Mustafa GÖKTAŞ

Mustafa GÖKTAŞ

Mail: mustafagoktas006@gmail.com

Belediye Başkanlarının İş olsun icraatları

Belediyelerin iş olsun icraatları vardır.

Tribüne oynamak için kurgulanır.

Bir bakarsın başkanımız eline fotoğraf makinası almış, kumlara yatar,  karetta kaplumbağasının poposundan çekim yapar, onu yerel basına servis ederler.

Sözde çok büyük çevreci, doğa aşığıdır, iki satır yazar onu basına atarlar.
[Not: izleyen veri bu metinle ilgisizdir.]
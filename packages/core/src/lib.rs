//! AssetGrid Core Business Logic Layer
//!
//! This crate provides the core data management and service orchestration for
//! the AssetGrid maintenance-management system. Plants are modeled as assets
//! (top-level containers) holding trees of components; documents, work orders,
//! failure reports, and history events attach to either.
//!
//! The centerpiece is the component-promotion engine: converting a component
//! embedded in an asset tree into an independent first-class asset, relocating
//! its entire subtree and all operationally linked records, atomically and
//! exactly once, under concurrent and retried invocations.
//!
//! # Modules
//!
//! - [`models`] - Data structures (Component, Asset, associated records, promotion types)
//! - [`services`] - Business services (promotion orchestrator, ledger, lock, graph, planner)
//! - [`db`] - Database layer with libsql integration

pub mod db;
pub mod models;
pub mod services;

// Re-export commonly used types
pub use models::*;
pub use services::*;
Bakarsınız konser düzenler, orada kırıtan bir resmi bir yazı ile birleştirir atarlar.

Abidik gubidik işlerle resim çekilir atarlar.

Basın bültenciliği dediğimiz habercilere atarlar, onlarda bunu uyduruk sitelerinde yayınlarlar ve sonra fatura kesip o belediyelerden nemalanırlar.

LOP LOP.. lüp lüp..

Düzen böyle kurulmuş, biri gider diğeri gelir, değişen bir şey olmaz.
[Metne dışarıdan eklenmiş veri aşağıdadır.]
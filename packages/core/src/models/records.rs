//! Associated Operational Records
//!
//! Four record categories attach to components and assets: documents, work
//! orders, failure reports, and history events. Every record carries two
//! nullable references, `component_id` and `asset_id`, of which at least
//! one is always set. Work orders, failure reports, and history events are
//! kept exclusive (one reference or the other) by the promotion engine;
//! documents may carry both, using `asset_id` for container scope and
//! `component_id` for per-component granularity.
//!
//! The invariant the promotion engine preserves: after a component is
//! deleted by promotion, no record of any category references its id.

use chrono::{DateTime, Utc};
use serde::{Deserialize, Serialize};
use uuid::Uuid;

/// A document reference. `blob_ref` is an opaque pointer into document
/// storage; promotion re-points rows, it never moves bytes.
#[derive(Debug, Clone, PartialEq, Serialize, Deserialize)]
#[serde(rename_all = "camelCase")]
pub struct Document {
    pub id: String,
    pub tenant_id: String,
    pub component_id: Option<String>,
    pub asset_id: Option<String>,
    pub title: String,
    pub blob_ref: String,
    pub created_at: DateTime<Utc>,
}

#[derive(Debug, Clone, PartialEq, Serialize, Deserialize)]
#[serde(rename_all = "camelCase")]
pub struct WorkOrder {
    pub id: String,
    pub tenant_id: String,
    pub component_id: Option<String>,
    pub asset_id: Option<String>,
    pub title: String,
    pub status: String,
    pub created_at: DateTime<Utc>,
}

#[derive(Debug, Clone, PartialEq, Serialize, Deserialize)]
#[serde(rename_all = "camelCase")]
pub struct FailureReport {
    pub id: String,
    pub tenant_id: String,
    pub component_id: Option<String>,
    pub asset_id: Option<String>,
    pub summary: String,
    pub severity: i64,
    pub occurred_at: DateTime<Utc>,
}

/// An append-only audit/history entry. `detail` is a free-form JSON payload;
/// entries written by the promotion engine use the `event_type` tags
/// `"promotion"` and `"component_removed"`.
#[derive(Debug, Clone, PartialEq, Serialize, Deserialize)]
#[serde(rename_all = "camelCase")]
pub struct HistoryEvent {
    pub id: String,
    pub tenant_id: String,
    pub component_id: Option<String>,
    pub asset_id: Option<String>,
    pub event_type: String,
    pub detail: serde_json::Value,
    pub recorded_at: DateTime<Utc>,
}

impl Document {
    pub fn for_component(
        tenant_id: impl Into<String>,
        component_id: impl Into<String>,
        title: impl Into<String>,
        blob_ref: impl Into<String>,
    ) -> Self {
        Self {
            id: Uuid::new_v4().to_string(),
            tenant_id: tenant_id.into(),
            component_id: Some(component_id.into()),
            asset_id: None,
            title: title.into(),
            blob_ref: blob_ref.into(),
            created_at: Utc::now(),
        }
    }
}

impl WorkOrder {
    pub fn for_component(
        tenant_id: impl Into<String>,
        component_id: impl Into<String>,
        title: impl Into<String>,
    ) -> Self {
        Self {
            id: Uuid::new_v4().to_string(),
            tenant_id: tenant_id.into(),
            component_id: Some(component_id.into()),
            asset_id: None,
            title: title.into(),
            status: "open".to_string(),
            created_at: Utc::now(),
        }
    }
}

impl FailureReport {
    pub fn for_component(
        tenant_id: impl Into<String>,
        component_id: impl Into<String>,
        summary: impl Into<String>,
        severity: i64,
    ) -> Self {
        Self {
            id: Uuid::new_v4().to_string(),
            tenant_id: tenant_id.into(),
            component_id: Some(component_id.into()),
            asset_id: None,
            summary: summary.into(),
            severity,
            occurred_at: Utc::now(),
        }
    }
}

impl HistoryEvent {
    pub fn for_component(
        tenant_id: impl Into<String>,
        component_id: impl Into<String>,
        event_type: impl Into<String>,
        detail: serde_json::Value,
    ) -> Self {
        Self {
            id: Uuid::new_v4().to_string(),
            tenant_id: tenant_id.into(),
            component_id: Some(component_id.into()),
            asset_id: None,
            event_type: event_type.into(),
            detail,
            recorded_at: Utc::now(),
        }
    }

    pub fn for_asset(
        tenant_id: impl Into<String>,
        asset_id: impl Into<String>,
        event_type: impl Into<String>,
        detail: serde_json::Value,
    ) -> Self {
        Self {
            id: Uuid::new_v4().to_string(),
            tenant_id: tenant_id.into(),
            component_id: None,
            asset_id: Some(asset_id.into()),
            event_type: event_type.into(),
            detail,
            recorded_at: Utc::now(),
        }
    }
}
Bir Belediye başkanının tedbili kıyafet edip, sokağa çıkıp, kokmuş sokakları, çöpleri, çöp bidonlarını, metruk binaları, yol ve sokak ortasında kirlilik yapan işgalleri, kaldırım işgallerini, sahil işgalini, ormanlık alan işgalini, esnafın ve tüccarın sattığı gıda denetimini, fiyat denetimini, kendi güzerğahındaki toplu taşıma araçlarının denetimini, durak harici indir bindir yapanları denetlediğini, kamu malını işgal edenlere müdahale ettiğini gören olmaz…

Her meslekte ve her alada olduğu gibi BASIN SEKTÖRÜ İÇİNDEKİ yamyamları kendinden öncekiler gibi bulur, onlarla dans eder, onlarla yol yürümeyi maheret sanarlar.

Halbuki toplum o basın mensuplarını senden benden iyi tanır.

Kimin yiyici, kimin içici, kimin şaklaban olduğunu çok iyi bilir.

Onların itibar ettiği basın kuruluş ve mensuplarına itibar etmezler.

O yüzden oların yazdıklarını ancak 50-100 kişi ya okur ya okumaz.

Önemli değil.

Başkanlarımızın poposunu öpen lazım.

Eleştireni sevmezler, eksiği gediği bulup yazanı hiç sevmezler.

Oysa basının görevi budur.

Gerçekleri halka aksettirmek.

Çünkü o, milletin gözüdür, kulağıdır.

Basın susar görmez ise, millet susar görmez..

Onlarda zaten susan istiyor, konuşan değil.

Ama demokrasi, deyince, her tür demogojiyi ve laf salatasını önünüze koymada ustalar.

Ankara’da bir devlet büyüğümüzün yayındayız. Sordu.

Bizde Belediyelerin karnesini çıkardık.

İcraatları ile Yerel hizmette, tüketicinin yanında mı değil mi, çevrenin yanında mı değil mi, kalıcı hizmet mi yapıyor, yoksa tribünlere mi oynuyarlar aktardık.

Anlı şanlı başkanlarımızın gerçeklerini ortaya koyduk.

Bu gün yarın değerlendireceklerdir umarım.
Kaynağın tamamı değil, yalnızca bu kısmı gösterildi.